Department of Population Health Science and Policy, Icahn School of Medicine at Mount Sinai, New York, New York.
J Emerg Med. 2016 Oct;51(4):411-417. doi: 10.1016/j.jemermed.2016.06.031. Epub 2016 Sep 7.
In a patient with dyspnea and suspected CHF, the evaluation of diastolic function involves: tissue Doppler of the mitral annulus and 2) pulsed wave Doppler of the mitral inflow. We aimed to 1) determine the inter-rater reliability for overall diastolic function and 2) evaluate the reliability of the individual Doppler measurements.
A convenience sample of adult emergency department patients was prospectively enrolled by 8 EPs who had participated in a 1-hour didactic session. Patients were selected if they had a history of CHF or suspected abnormal diastolic function due to chronic hypertension. Diastolic function was considered to be abnormal if Tissue Doppler of the septal e' was <8 cm/s and if the lateral e' was <10 cm/s. In cases of discordance, the E/e' ratio was calculated with ≤8 considered normal and >8 considered abnormal. A Kappa coefficient. Bland-Altman plot and a fixed effect regression model were used in the analysis.

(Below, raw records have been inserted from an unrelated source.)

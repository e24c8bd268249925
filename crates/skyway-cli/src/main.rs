//! `skyway-cli` – Skyway Command Line Interface
//!
//! This binary is the operator console for the skyway navigation engine.  It:
//!
//! 1. Checks for `~/.skyway/config.toml` and writes the defaults on first run.
//! 2. Loads the city (from `city_file`, or the built-in demo city).
//! 3. Drops the user into an **interactive REPL** with slash-commands
//!    (`/route`, `/spawn`, `/tick`, `/run`, `/contacts`, `/help`, …).
//! 4. Intercepts **Ctrl-C** to stop a running traffic loop and exit cleanly.

mod config;
mod repl;

use colored::Colorize;
use std::path::Path;
use std::sync::Arc;
use std::sync::atomic::{AtomicBool, Ordering};
use tracing::warn;

use skyway_geometry::{CityModel, StaticCity};
use skyway_middleware::EventBus;

fn main() {
    // Keep the guard alive so pending spans flush on exit.
    let _telemetry = skyway_runtime::init_tracing("skyway");

    print_banner();

    // ── Shared shutdown flag ──────────────────────────────────────────────
    let shutdown = Arc::new(AtomicBool::new(false));
    let shutdown_clone = shutdown.clone();

    if let Err(e) = ctrlc::set_handler(move || {
        println!();
        println!(
            "{}",
            "⚠  Ctrl-C received – stopping traffic and exiting …"
                .yellow()
                .bold()
        );
        shutdown_clone.store(true, Ordering::SeqCst);
    }) {
        warn!(error = %e, "Failed to install Ctrl-C handler; /run can only stop on its own");
    }

    // ── Configuration ─────────────────────────────────────────────────────
    let cfg = match config::load() {
        Ok(Some(cfg)) => {
            println!(
                "  Config loaded from {}",
                config::config_path().display().to_string().bold()
            );
            cfg
        }
        Ok(None) => {
            let mut cfg = config::Config::default();
            config::apply_env_overrides(&mut cfg);
            match config::save(&config::Config::default()) {
                Ok(()) => println!(
                    "  {} Default config written to {}",
                    "✓".green().bold(),
                    config::config_path().display().to_string().bold()
                ),
                Err(e) => println!("{}: {}", "Error saving config".red(), e),
            }
            cfg
        }
        Err(e) => {
            println!("{}: {}", "Config error".red(), e);
            println!("  Using default configuration.");
            let mut cfg = config::Config::default();
            config::apply_env_overrides(&mut cfg);
            cfg
        }
    };

    // ── City ──────────────────────────────────────────────────────────────
    let city = load_city(cfg.city_file.as_deref());
    println!(
        "  City: {} buildings within ({}, {}) – ({}, {})",
        city.buildings().len(),
        city.bounds.min_x,
        city.bounds.min_y,
        city.bounds.max_x,
        city.bounds.max_y
    );

    let runtime = match tokio::runtime::Builder::new_multi_thread()
        .enable_all()
        .build()
    {
        Ok(rt) => rt,
        Err(e) => {
            eprintln!("{}: {}", "Failed to start async runtime".red(), e);
            std::process::exit(1);
        }
    };

    println!();
    println!(
        "  Type {} for a list of commands.\n",
        "/help".bold().cyan()
    );

    // ── Interactive REPL ──────────────────────────────────────────────────
    let session = repl::Session::new(cfg, city, EventBus::default(), runtime, shutdown);
    repl::run(session);
}

/// Load the configured city, falling back to the demo city when the file is
/// missing or malformed.
fn load_city(path: Option<&str>) -> StaticCity {
    let Some(path) = path else {
        return config::demo_city();
    };
    match config::load_city(Path::new(path)) {
        Ok(city) => city,
        Err(e) => {
            println!("{}: {}", "City error".red(), e);
            println!("  Using the built-in demo city.");
            config::demo_city()
        }
    }
}

// ─────────────────────────────────────────────────────────────────────────────
// Banner
// ─────────────────────────────────────────────────────────────────────────────

fn print_banner() {
    println!();
    println!("{}", r#"   ______         __      __           "#.bold().cyan());
    println!("{}", r#"  / __/ /____ __ / | /| / /__ ___ __   "#.bold().cyan());
    println!("{}", r#" _\ \/  '_/ // / | |/ |/ / _ `/ // /   "#.bold().cyan());
    println!("{}", r#"/___/_/\_\\_, /  |__/|__/\_,_/\_, /    "#.bold().cyan());
    println!("{}", r#"          /___/               /___/     "#.bold().cyan());
    println!();
    println!(
        "  {} {}",
        "Skyway".bold(),
        format!("v{}", env!("CARGO_PKG_VERSION")).dimmed()
    );
    println!("  Jetpack Airspace Navigation & Collision Avoidance");
    println!();
}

Thirty-two patients were enrolled, and 3 (9.4%) were excluded due to technical inadequacy. The inter-rater reliability among sonographers for overall interpretation was very good: κ = 0.86 (95% CL [0.67, 1.0]). Based on the Bland-Altman plot, was no consistent bias between readers. There was no evidence to conclude that the readings differed among sonographers: septal e' (p = 0.77), lateral e' (p = 0.89) and E (p = 0.15).
EP sonographers obtained similar Doppler measurements for diastolic function evaluation with very good inter-rater reliability for the assessment of overall diastolic function.